By William Wolf

UP AND DOWN  Send This Review to a Friend

Director Jan Hrebejk’s view of the Czech Republic in the post-Communist era doesn’t seem much like the Czechoslovakia I visited when it was under Communist control and on another occasion just before the big upheaval. He and screenwriter Peter Jarchovsky see Prague as rife with thieves, illegal immigrant and racists. True, there is also the mix of family problems that exist under any system, but the film attempts a panorama of bits and pieces of contemporary life, and together, they provide an overview.

“Up and Down” therefore is disjointed, although some of the characters come together in different ways. The central family undergoing stress includes a wife whose much older husband is discovered to have a brain tumor and require surgery, the professor’s bitter ex-wife who resents his marriage to the younger, more attractive woman, and the professor’s son with his former wife. The son had an affair with the woman who was to become his stepmother when she chose the father for her husband instead of the youth. Complicated?

Most interesting is the role of the son, Martin, played by Petr Forman, in real life the son of renowned Czech director Milos Forman, who was a major force in the revitalization of Czech films in the 1960s.
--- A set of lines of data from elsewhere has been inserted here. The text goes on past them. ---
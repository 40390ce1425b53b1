//! Task descriptor: label, targeting, timing, and the boxed unit of work.
//!
//! The queue is a single-threaded cooperative executor (§4.3), so none of
//! this needs to be `Send`: a task's closure runs to completion on whichever
//! thread calls [`crate::queue::TaskQueue::push`] or
//! [`crate::queue::TaskQueue::tick`], the same thread that constructed it.

use crate::error::Error;

/// The six task labels recognized by the queue.
#[derive(Clone, Copy, Debug, PartialEq, Eq, Hash)]
pub enum TaskLabel {
    /// Upsert.
    Put,
    /// Create, failing if present.
    Insert,
    /// Modify, failing if absent.
    Update,
    /// Remove.
    Delete,
    /// Push-only sync.
    Push,
    /// Full fetch/merge/push sync.
    Sync,
}

impl TaskLabel {
    /// Whether this label participates in debounce look-ahead collapsing
    /// (§4.3 step 2b). Per the resolved open question (see DESIGN.md),
    /// `insert` does **not** participate: an insert must observe every
    /// preceding write to detect `SameIdExists` correctly, so it always
    /// runs rather than being superseded or superseding others.
    #[must_use]
    pub const fn debounces(self) -> bool {
        matches!(self, Self::Put | Self::Update)
    }

    /// Whether two tasks with this label targeting the same remote collapse
    /// at enqueue time (§4.3 step 1).
    #[must_use]
    pub const fn is_remote_op(self) -> bool {
        matches!(self, Self::Push | Self::Sync)
    }
}

/// Current lifecycle state of a task.
#[derive(Clone, Copy, Debug, PartialEq, Eq)]
pub enum TaskState {
    /// Waiting in the queue.
    Pending,
    /// Currently executing.
    Running,
    /// Completed (successfully or not).
    Done,
    /// Canceled before it ran.
    Canceled,
}

/// A single unit of queued work.
///
/// `T` is the result payload a completed task produces (see
/// [`crate::stats::TaskResult`] for the concrete type the repository uses).
pub struct Task<T> {
    /// The task's label, used for debounce/skip policy and statistics.
    pub label: TaskLabel,
    /// Monotonic, lexicographically sortable id.
    pub task_id: String,
    /// The document id this task targets, if any (CRUD tasks only).
    pub target_id: Option<String>,
    /// Normalized collection path this task targets.
    pub collection_path: String,
    /// `<collectionPath><shortId>`, used as the debounce collapse key.
    pub short_name: Option<String>,
    /// Remote name this task targets, for push/sync debounce collapsing.
    pub sync_remote_name: Option<String>,
    /// Wall-clock milliseconds at enqueue time.
    pub enqueue_time: i64,
    /// Debounce window in ms; `None`/negative disables debouncing for this task.
    pub debounce_time: Option<i64>,
    /// The unit of work. Taken (and run) exactly once.
    pub func: Option<Box<dyn FnOnce() -> Result<T, Error>>>,
    /// Invoked once, right after enqueue, before any task runs. Errors from
    /// the callback itself are logged, never propagated.
    pub enqueue_callback: Option<Box<dyn FnOnce()>>,
    /// Invoked exactly once with the task's outcome: on success, on failure,
    /// or on cancellation (with [`Error::TaskCancel`] or the specific reason).
    pub completion: Option<Box<dyn FnOnce(Result<T, Error>)>>,
}

impl<T> Task<T> {
    /// The debounce collapse key: `(collection_path, short_name)`.
    #[must_use]
    pub fn debounce_key(&self) -> Option<(&str, &str)> {
        self.short_name.as_deref().map(|n| (self.collection_path.as_str(), n))
    }

    /// Fulfil this task's waiter (if any) with its outcome.
    pub fn complete(mut self, result: Result<T, Error>) {
        if let Some(cb) = self.completion.take() {
            cb(result);
        }
    }

    /// Cancel this task: deliver `reason` to its waiter without running `func`.
    pub fn cancel(self, reason: Error) {
        self.complete(Err(reason));
    }
}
The younger Forman is quite handsome in a rough-hewn way and suited to playing the rebellious Martin, who has moved to Australia where he has a happy life with a wife and child. He returns to Prague to visit his ailing father, as well as his complaining, resentful mother.

There is comic relief provided by bumbling thieves who masquerade behind a pawn shop, as well as comedy with underlying sadness involving a woman so desperate for a baby that she wants to kidnap one, and her dunce of a soccer-loving husband with a jail record who cannot find a job he can hold. All of these roles have been well cast.

Striking an added note of realism, director Hrebejk has cast Vaclav Havel playing himself in a cameo. “Up and Down” is mostly up when it comes to being entertaining in its view of life in the Czech Republic even though as a whole the film is not as deep as it might be. A Sony Pictures Classics release.